Trabalhadores são resgatados de condições análogas à escravidão em MT

Quatro trabalhadores foram resgatados de condições análogas à escravidão durante uma operação realizada entre os dias 19 e 24 de julho em propriedades rurais localizadas nos municípios de Tangará da Serra e Diamantino, no sudoeste de Mato Grosso. A ação foi conduzida por auditores-fiscais da Superintendência Regional do Trabalho e Emprego em Mato Grosso (SRTE-MT), com apoio da Polícia Federal e da Justiça do Trabalho. Durante a fiscalização, também foram interditadas atividades em espaços confinados e em altura após a constatação de grave e iminente risco à vida dos trabalhadores.

Segundo a equipe de fiscalização, os trabalhadores, três cerqueiros e um vaqueiro, estavam submetidos a condições degradantes de trabalho e de moradia.
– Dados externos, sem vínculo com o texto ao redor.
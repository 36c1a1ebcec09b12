mod app;
mod review;

use anyhow::{bail, Context, Result};
use chrono::Utc;
use clap::{Parser, Subcommand};

use flashdeck_lib::card_store::{sync_cards, CardStore};
use flashdeck_lib::csv_import::{self, CategorySource, ColumnMapping};
use flashdeck_lib::models::DifficultyBucket;
use flashdeck_lib::session::SessionFilter;
use flashdeck_lib::study::StudyController;

#[derive(Parser)]
#[command(name = "flashdeck-cli", about = "Flashcard study with spaced repetition", version)]
struct Cli {
    /// Output format
    #[arg(long, global = true, default_value = "plain")]
    format: OutputFormat,

    #[command(subcommand)]
    command: Command,
}

#[derive(Clone, Debug, clap::ValueEnum)]
pub enum OutputFormat {
    Plain,
    Json,
}

#[derive(Subcommand)]
enum Command {
    /// Import cards from a CSV file
    Import {
        /// CSV file with a header row
        file: std::path::PathBuf,
        /// Column holding the question (0-based)
        #[arg(long)]
        front: Option<usize>,
        /// Column holding the answer (0-based)
        #[arg(long)]
        back: Option<usize>,
        /// Column holding the category (0-based)
        #[arg(long, conflicts_with = "custom_category")]
        category_column: Option<usize>,
        /// Put every imported card in this category
        #[arg(long)]
        custom_category: Option<String>,
    },

    /// List cards
    List {
        /// Only cards in this category
        #[arg(long)]
        category: Option<String>,
    },

    /// Show library and per-category statistics
    Stats,

    /// Study cards, resuming saved progress for the same selection
    Study {
        /// Only cards in this category
        #[arg(long)]
        category: Option<String>,
        /// all, new, easy, medium or hard
        #[arg(long, default_value = "all")]
        difficulty: DifficultyBucket,
        /// Ignore saved progress and start over
        #[arg(long)]
        fresh: bool,
    },

    /// Study a random sample from some categories
    Daily {
        /// Comma-separated categories (default: all)
        #[arg(long)]
        categories: Option<String>,
        /// Number of cards (default: from settings)
        #[arg(long)]
        count: Option<usize>,
    },

    /// Study cards that are due, topped up with new cards
    Due {
        /// Maximum cards (default: from settings)
        #[arg(long)]
        limit: Option<usize>,
        /// Ignore saved progress and start over
        #[arg(long)]
        fresh: bool,
    },

    /// Upload every local card to the remote store
    Sync,

    /// Move cards to another category
    Move {
        /// Target category
        category: String,
        /// Card ids
        #[arg(required = true)]
        ids: Vec<String>,
    },

    /// Delete cards
    Delete {
        /// Card ids
        #[arg(required = true)]
        ids: Vec<String>,
    },

    /// Delete all local cards and saved progress
    Clear {
        /// Skip the confirmation
        #[arg(long)]
        yes: bool,
    },
}

#[tokio::main]
async fn main() -> Result<()> {
    env_logger::init();

    let cli = Cli::parse();
    let app = app::App::new()?;

    match cli.command {
        Command::Import {
            file,
            front,
            back,
            category_column,
            custom_category,
        } => {
            let text = std::fs::read_to_string(&file).with_context(|| format!("Failed to read {}", file.display()))?;
            let parsed = csv_import::parse(&text)?;
            if parsed.is_empty() {
                bail!("{} has no rows", file.display());
            }

            let mut mapping = ColumnMapping::default_for(&parsed.headers);
            if let Some(front) = front {
                mapping.front = front;
            }
            if let Some(back) = back {
                mapping.back = back;
            }
            if let Some(column) = category_column {
                mapping.category = CategorySource::Column(column);
            } else if let Some(name) = custom_category {
                mapping.category = CategorySource::Custom(name);
            }

            let cards = csv_import::build_cards(&parsed, &mapping)?;
            let added = app.store().add_cards(cards).await?;
            println!("Imported {} cards from {}", added.len(), file.display());
        }
        Command::List { category } => {
            let mut cards = app.store().get_cards().await?;
            if let Some(category) = &category {
                cards.retain(|c| &c.category == category);
            }
            match cli.format {
                OutputFormat::Json => println!("{}", serde_json::to_string_pretty(&cards)?),
                OutputFormat::Plain => {
                    for card in &cards {
                        let rating = card.difficulty.map(|r| r.to_string()).unwrap_or_else(|| "new".to_string());
                        println!("{}  [{}] ({})  {} -> {}", card.id, card.category, rating, card.front, card.back);
                    }
                    println!("{} cards", cards.len());
                }
            }
        }
        Command::Stats => {
            let now = Utc::now();
            let store = app.store();
            let stats = store.get_review_stats(now).await?;
            let categories = store.get_category_stats(now).await?;
            match cli.format {
                OutputFormat::Json => {
                    let output = serde_json::json!({ "stats": stats, "categories": categories });
                    println!("{}", serde_json::to_string_pretty(&output)?);
                }
                OutputFormat::Plain => {
                    println!(
                        "{} cards: {} due, {} new, {} easy, {} medium, {} hard",
                        stats.total_cards, stats.cards_due, stats.cards_new, stats.cards_easy, stats.cards_medium, stats.cards_hard
                    );
                    for category in &categories {
                        println!(
                            "  {}: {} cards, {} due, {} new",
                            category.name, category.total_cards, category.cards_due, category.cards_new
                        );
                    }
                }
            }
        }
        Command::Study {
            category,
            difficulty,
            fresh,
        } => {
            let filter = SessionFilter::Standard { category, difficulty };
            let (mut study, failures) = StudyController::new(app.store(), app.progress.clone())?;
            study.start_review(filter, !fresh).await?;
            review::run(&mut study, failures).await?;
        }
        Command::Daily { categories, count } => {
            let categories: Vec<String> = categories
                .map(|c| c.split(',').map(|s| s.trim().to_string()).filter(|s| !s.is_empty()).collect())
                .unwrap_or_default();
            let count = count.unwrap_or(app.settings.daily_review_count);
            let (mut study, failures) = StudyController::new(app.store(), app.progress.clone())?;
            study.start_daily_review(&categories, count).await?;
            review::run(&mut study, failures).await?;
        }
        Command::Due { limit, fresh } => {
            let limit = limit.unwrap_or(app.settings.due_limit);
            let (mut study, failures) = StudyController::new(app.store(), app.progress.clone())?;
            study.start_review(SessionFilter::Due { limit }, !fresh).await?;
            review::run(&mut study, failures).await?;
        }
        Command::Sync => {
            let remote = app
                .remote
                .as_ref()
                .context("No remote store configured (set FLASHDECK_SUPABASE_URL and FLASHDECK_SUPABASE_ANON_KEY)")?;
            let count = sync_cards(app.local.as_ref(), remote.as_ref()).await?;
            println!("Uploaded {} cards", count);
        }
        Command::Move { category, ids } => {
            app.store().update_category(&ids, &category).await?;
            println!("Moved {} cards to {}", ids.len(), category);
        }
        Command::Delete { ids } => {
            app.store().delete_cards(&ids).await?;
            println!("Deleted {} cards", ids.len());
        }
        Command::Clear { yes } => {
            if !yes && !review::confirm("Delete all cards and saved progress?")? {
                return Ok(());
            }
            app.service().clear_all()?;
            app.progress.clear()?;
            println!("Cleared all data");
        }
    }

    Ok(())
}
Os alojamentos não ofereciam estrutura mínima de higiene, segurança, conforto ou descanso. Em um dos casos, um trabalhador dormia ao relento sobre um estrado de cama sem colchão, enquanto outro utilizava uma rede em uma residência com instalações elétricas precárias e risco de choque e incêndio. Os cerqueiros trabalhavam sob forte exposição ao sol sem equipamentos de proteção individual adequados e, no início da jornada, recebiam apenas café preto, sem qualquer alimento para acompanhar a bebida, apesar do intenso esforço físico exigido pela atividade.

De acordo com o auditor-fiscal do Trabalho Amarildo Borges, chefe da Seção de Fiscalização da SRTE-MT, “o trabalho escravo contemporâneo se manifesta, muitas vezes, por meio de condições degradantes de trabalho e de alojamento, que atentam contra a dignidade humana. A atuação da Auditoria Fiscal do Trabalho busca interromper essas violações, garantir os direitos dos trabalhadores e promover a responsabilização dos empregadores pelas irregularidades constatadas”. Conforme a fiscalização, o conjunto de irregularidades caracterizou a redução à condição análoga à de escravo na modalidade de submissão a condições degradantes, conforme previsto na Instrução Normativa MTP nº 2, de 8 de novembro de 2021.

Após o resgate, foram apuradas e quitadas as verbas trabalhistas e rescisórias devidas aos quatro trabalhadores, cujos contratos tiveram os respectivos termos de rescisão homologados pelos auditores-fiscais. Todos também receberam assistência para retornar às cidades de origem, localizadas em Mato Grosso. A operação ainda resultou na formalização do vínculo empregatício de outros dez trabalhadores encontrados em situação irregular nas propriedades fiscalizadas. A Auditoria Fiscal do Trabalho informou que adotará as demais medidas administrativas cabíveis em relação às infrações constatadas durante a ação.